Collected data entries
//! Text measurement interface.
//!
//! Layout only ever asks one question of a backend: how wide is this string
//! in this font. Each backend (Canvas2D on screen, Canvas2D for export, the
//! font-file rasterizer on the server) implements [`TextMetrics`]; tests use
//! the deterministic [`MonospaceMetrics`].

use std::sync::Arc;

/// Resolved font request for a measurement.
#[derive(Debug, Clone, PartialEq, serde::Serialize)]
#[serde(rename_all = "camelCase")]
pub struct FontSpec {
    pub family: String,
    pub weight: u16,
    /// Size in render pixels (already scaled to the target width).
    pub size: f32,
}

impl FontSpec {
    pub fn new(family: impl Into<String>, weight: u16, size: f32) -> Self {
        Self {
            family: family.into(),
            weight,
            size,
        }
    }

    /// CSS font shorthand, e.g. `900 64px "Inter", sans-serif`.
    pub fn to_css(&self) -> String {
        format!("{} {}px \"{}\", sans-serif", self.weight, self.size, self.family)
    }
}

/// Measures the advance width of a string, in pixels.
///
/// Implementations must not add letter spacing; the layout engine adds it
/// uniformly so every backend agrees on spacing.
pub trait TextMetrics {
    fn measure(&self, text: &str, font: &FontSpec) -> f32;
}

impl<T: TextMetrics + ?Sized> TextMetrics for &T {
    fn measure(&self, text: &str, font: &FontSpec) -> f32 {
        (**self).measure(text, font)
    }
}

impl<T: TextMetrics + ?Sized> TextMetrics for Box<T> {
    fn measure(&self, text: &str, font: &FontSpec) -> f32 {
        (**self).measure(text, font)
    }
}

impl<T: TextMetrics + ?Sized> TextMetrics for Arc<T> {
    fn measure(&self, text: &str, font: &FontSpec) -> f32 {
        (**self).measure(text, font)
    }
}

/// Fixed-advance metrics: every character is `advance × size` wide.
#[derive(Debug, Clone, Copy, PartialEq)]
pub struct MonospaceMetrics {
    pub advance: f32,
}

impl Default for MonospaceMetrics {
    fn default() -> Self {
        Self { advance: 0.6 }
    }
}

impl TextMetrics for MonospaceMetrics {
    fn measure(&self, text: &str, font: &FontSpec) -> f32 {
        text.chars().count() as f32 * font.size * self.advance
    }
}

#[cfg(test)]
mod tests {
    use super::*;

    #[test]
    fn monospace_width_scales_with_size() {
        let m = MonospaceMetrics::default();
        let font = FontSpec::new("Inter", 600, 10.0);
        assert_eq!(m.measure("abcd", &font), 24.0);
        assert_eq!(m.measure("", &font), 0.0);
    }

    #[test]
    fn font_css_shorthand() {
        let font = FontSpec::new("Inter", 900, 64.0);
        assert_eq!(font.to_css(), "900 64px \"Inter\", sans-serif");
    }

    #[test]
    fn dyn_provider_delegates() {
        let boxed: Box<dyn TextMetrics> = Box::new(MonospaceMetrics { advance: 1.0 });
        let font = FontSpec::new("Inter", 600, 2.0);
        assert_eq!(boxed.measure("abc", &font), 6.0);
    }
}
---
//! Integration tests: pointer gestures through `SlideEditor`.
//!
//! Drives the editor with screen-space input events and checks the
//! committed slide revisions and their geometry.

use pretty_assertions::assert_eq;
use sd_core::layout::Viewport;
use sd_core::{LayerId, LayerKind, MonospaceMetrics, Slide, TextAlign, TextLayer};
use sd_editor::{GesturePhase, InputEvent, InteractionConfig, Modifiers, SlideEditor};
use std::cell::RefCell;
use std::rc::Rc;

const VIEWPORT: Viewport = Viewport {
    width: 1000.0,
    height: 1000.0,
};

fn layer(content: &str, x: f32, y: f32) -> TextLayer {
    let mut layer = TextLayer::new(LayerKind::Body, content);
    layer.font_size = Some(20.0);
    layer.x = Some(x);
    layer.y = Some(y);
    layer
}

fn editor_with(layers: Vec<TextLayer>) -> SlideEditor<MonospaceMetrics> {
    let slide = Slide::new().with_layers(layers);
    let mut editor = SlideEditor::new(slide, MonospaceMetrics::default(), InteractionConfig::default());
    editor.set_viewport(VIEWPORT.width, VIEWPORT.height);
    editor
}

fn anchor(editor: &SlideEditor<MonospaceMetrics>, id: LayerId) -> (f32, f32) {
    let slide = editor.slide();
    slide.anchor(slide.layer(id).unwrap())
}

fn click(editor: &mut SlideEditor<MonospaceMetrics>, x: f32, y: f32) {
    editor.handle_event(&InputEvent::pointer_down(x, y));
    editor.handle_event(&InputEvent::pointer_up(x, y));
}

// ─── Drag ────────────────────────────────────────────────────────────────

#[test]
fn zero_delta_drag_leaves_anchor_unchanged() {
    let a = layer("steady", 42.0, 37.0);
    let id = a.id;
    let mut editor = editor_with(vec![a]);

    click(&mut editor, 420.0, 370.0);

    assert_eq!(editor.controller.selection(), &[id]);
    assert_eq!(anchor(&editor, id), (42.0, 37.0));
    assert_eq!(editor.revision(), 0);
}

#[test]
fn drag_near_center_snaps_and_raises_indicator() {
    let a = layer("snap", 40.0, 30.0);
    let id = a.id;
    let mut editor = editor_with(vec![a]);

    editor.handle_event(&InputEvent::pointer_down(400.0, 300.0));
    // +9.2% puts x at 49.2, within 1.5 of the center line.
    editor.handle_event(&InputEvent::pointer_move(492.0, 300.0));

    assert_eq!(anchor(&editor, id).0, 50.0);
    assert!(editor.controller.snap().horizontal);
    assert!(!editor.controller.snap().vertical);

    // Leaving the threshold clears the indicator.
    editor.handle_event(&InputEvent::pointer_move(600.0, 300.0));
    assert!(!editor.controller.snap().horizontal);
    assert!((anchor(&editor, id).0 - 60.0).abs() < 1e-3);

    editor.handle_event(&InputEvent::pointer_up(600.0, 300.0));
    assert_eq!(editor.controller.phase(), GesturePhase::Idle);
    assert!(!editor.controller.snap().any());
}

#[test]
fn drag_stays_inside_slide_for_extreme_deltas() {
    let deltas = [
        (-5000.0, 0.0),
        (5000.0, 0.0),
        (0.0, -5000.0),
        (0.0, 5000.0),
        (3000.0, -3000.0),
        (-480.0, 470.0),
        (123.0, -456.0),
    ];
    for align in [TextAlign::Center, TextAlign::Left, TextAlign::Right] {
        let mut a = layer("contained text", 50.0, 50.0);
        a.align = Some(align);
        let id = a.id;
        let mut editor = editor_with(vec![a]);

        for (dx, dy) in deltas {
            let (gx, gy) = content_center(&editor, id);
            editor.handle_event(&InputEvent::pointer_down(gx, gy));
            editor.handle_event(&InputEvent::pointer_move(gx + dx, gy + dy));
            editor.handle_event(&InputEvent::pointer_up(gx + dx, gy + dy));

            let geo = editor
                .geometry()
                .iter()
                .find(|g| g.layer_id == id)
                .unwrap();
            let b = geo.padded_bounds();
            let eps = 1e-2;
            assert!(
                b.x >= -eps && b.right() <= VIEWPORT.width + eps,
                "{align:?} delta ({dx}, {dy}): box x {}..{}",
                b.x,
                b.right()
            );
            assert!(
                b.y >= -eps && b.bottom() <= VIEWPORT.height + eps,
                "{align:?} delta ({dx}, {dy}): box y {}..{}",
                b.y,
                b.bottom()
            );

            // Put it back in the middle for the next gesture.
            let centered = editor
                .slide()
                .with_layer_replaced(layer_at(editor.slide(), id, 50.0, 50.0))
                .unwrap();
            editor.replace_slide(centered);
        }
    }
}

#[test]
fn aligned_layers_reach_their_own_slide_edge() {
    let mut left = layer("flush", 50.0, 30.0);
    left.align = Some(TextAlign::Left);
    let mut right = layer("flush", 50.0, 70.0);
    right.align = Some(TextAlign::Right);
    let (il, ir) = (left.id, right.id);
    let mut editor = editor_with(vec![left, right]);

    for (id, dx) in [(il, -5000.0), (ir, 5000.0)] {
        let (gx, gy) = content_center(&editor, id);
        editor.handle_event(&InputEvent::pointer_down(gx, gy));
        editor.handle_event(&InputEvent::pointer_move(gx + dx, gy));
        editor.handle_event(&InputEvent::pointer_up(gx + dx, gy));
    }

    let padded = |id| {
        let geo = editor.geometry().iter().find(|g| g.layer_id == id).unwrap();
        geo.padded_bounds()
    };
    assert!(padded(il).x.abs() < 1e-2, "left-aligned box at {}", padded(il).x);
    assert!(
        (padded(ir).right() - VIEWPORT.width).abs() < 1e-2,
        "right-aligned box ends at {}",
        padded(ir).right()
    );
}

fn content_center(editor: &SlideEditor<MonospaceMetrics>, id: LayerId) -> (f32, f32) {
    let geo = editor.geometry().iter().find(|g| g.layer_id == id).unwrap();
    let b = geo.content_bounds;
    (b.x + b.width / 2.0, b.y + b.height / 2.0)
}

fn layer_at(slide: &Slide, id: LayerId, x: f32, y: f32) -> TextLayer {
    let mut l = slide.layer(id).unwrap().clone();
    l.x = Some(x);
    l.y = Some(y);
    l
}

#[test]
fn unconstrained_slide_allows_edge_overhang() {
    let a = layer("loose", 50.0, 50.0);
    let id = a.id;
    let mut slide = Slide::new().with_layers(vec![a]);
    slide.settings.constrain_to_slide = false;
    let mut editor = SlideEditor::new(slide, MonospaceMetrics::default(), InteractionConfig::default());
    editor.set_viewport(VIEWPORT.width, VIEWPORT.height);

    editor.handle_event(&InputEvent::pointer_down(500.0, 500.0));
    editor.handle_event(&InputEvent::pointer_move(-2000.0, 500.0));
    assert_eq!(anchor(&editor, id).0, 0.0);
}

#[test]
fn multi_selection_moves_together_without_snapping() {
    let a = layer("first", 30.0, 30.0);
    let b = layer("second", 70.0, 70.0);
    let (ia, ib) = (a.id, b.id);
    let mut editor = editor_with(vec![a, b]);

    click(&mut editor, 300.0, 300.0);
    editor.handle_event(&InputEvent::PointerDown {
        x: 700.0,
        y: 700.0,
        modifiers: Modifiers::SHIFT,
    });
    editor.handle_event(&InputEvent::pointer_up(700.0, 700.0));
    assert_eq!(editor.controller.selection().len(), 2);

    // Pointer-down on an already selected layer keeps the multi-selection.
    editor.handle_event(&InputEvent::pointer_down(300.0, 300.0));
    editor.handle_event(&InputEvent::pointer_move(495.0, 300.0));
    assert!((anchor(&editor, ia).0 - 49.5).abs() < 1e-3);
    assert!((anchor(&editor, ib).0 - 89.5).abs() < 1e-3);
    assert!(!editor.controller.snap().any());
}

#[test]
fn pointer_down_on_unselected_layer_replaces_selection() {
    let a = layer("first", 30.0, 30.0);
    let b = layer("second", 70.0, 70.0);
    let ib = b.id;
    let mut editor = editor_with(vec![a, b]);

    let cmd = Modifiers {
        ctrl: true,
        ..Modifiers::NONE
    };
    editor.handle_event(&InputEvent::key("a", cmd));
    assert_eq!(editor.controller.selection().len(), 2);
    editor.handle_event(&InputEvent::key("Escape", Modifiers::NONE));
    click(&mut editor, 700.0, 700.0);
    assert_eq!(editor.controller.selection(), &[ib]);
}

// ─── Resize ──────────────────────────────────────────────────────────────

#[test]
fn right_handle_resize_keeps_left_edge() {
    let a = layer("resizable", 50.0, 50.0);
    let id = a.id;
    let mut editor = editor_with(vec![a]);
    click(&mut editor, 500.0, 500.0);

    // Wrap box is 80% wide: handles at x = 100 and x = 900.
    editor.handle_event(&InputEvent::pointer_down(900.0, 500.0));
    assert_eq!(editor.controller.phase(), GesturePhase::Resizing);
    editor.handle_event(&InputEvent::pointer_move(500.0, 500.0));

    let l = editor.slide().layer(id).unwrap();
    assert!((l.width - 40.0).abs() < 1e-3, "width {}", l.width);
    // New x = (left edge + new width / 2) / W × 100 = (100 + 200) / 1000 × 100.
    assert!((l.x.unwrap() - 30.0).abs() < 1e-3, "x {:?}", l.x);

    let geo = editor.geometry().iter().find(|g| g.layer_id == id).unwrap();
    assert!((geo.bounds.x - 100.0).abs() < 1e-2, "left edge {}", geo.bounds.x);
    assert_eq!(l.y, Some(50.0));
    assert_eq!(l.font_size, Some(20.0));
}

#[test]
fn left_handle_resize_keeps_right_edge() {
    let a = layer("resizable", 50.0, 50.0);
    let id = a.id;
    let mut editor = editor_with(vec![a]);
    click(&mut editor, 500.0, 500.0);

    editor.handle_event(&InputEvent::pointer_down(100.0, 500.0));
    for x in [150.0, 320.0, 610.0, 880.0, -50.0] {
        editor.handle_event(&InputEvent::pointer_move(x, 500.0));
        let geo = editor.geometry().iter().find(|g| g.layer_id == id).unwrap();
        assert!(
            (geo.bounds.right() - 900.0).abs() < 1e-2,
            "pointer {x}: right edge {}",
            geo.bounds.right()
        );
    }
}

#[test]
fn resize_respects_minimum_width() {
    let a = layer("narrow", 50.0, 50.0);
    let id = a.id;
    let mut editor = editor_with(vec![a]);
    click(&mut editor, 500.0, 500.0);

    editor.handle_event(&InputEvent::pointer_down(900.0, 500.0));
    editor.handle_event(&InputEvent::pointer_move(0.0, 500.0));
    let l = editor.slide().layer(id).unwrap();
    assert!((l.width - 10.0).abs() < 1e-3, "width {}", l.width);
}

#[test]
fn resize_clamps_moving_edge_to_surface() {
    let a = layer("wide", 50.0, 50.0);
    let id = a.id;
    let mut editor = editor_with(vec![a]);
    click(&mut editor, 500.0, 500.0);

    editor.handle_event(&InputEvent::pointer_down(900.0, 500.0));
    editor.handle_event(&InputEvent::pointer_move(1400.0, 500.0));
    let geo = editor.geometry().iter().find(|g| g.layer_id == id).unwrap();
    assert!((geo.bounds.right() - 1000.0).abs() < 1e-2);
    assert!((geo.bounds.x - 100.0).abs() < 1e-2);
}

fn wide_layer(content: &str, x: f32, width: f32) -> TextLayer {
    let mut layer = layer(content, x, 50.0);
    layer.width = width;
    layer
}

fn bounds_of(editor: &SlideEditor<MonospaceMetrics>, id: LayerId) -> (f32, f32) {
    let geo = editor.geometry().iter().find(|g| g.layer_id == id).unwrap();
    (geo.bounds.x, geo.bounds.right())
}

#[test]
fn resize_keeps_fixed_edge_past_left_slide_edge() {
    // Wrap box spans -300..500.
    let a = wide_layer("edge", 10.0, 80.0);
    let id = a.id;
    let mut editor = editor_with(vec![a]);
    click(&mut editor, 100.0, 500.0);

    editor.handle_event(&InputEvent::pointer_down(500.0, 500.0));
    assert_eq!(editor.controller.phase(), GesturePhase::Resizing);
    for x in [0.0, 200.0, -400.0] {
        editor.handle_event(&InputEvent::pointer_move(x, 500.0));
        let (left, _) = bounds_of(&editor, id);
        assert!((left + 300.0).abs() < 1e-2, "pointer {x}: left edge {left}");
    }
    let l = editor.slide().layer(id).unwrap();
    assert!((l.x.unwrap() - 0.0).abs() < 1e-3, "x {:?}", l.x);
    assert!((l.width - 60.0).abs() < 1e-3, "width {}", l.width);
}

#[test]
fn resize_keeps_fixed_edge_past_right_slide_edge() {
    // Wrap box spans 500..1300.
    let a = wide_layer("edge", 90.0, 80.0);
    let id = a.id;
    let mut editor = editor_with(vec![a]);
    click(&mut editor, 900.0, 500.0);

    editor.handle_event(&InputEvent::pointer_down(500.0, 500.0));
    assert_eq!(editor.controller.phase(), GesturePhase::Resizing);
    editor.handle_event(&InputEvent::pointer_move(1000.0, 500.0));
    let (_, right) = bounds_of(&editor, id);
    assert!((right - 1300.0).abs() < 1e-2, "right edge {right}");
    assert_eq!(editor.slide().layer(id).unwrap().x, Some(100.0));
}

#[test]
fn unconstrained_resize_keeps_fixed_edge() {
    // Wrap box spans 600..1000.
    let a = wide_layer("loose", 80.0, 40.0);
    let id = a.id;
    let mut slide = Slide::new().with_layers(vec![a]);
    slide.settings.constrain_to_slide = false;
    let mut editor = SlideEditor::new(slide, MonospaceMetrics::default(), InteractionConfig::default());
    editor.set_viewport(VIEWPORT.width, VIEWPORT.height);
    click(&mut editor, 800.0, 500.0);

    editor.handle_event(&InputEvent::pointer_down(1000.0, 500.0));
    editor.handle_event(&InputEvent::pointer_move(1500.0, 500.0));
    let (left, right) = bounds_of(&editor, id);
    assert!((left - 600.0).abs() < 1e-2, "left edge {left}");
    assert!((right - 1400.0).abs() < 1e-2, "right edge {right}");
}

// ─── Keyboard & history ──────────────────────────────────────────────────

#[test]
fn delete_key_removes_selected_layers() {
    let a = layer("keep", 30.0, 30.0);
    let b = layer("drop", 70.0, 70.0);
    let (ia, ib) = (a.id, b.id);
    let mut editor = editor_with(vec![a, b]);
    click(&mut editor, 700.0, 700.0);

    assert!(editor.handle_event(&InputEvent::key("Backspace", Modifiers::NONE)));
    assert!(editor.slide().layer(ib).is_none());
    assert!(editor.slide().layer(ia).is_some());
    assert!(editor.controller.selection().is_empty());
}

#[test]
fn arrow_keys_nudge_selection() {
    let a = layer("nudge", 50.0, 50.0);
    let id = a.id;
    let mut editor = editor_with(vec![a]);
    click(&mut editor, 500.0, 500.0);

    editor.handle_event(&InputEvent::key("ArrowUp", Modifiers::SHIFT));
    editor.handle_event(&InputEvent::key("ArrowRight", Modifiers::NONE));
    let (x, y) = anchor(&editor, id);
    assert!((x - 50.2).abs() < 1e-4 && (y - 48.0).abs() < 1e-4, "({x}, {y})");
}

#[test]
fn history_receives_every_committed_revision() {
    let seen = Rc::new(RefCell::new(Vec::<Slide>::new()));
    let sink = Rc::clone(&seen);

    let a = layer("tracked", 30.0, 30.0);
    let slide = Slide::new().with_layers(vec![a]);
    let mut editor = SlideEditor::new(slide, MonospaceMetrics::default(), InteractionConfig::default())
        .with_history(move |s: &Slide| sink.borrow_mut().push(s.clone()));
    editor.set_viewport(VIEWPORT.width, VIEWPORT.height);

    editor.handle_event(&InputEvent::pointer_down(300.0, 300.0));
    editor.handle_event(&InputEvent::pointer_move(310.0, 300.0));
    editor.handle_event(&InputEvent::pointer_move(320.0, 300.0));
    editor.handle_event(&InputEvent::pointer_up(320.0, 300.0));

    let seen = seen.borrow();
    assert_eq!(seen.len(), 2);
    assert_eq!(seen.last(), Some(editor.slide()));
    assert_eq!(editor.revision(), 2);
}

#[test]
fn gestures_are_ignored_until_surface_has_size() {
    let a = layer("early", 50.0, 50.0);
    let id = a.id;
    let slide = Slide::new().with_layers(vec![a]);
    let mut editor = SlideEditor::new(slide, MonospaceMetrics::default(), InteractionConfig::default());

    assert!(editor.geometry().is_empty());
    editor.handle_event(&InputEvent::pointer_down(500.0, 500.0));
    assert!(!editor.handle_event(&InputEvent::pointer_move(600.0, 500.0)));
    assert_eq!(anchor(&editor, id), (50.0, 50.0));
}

#### Try it:
Every line that contains the string "TextMetrics" should be returned from the data.

#### Reply:
//! font-file rasterizer on the server) implements [`TextMetrics`]; tests use
pub trait TextMetrics {
impl<T: TextMetrics + ?Sized> TextMetrics for &T {
impl<T: TextMetrics + ?Sized> TextMetrics for Box<T> {
impl<T: TextMetrics + ?Sized> TextMetrics for Arc<T> {
impl TextMetrics for MonospaceMetrics {
        let boxed: Box<dyn TextMetrics> = Box::new(MonospaceMetrics { advance: 1.0 });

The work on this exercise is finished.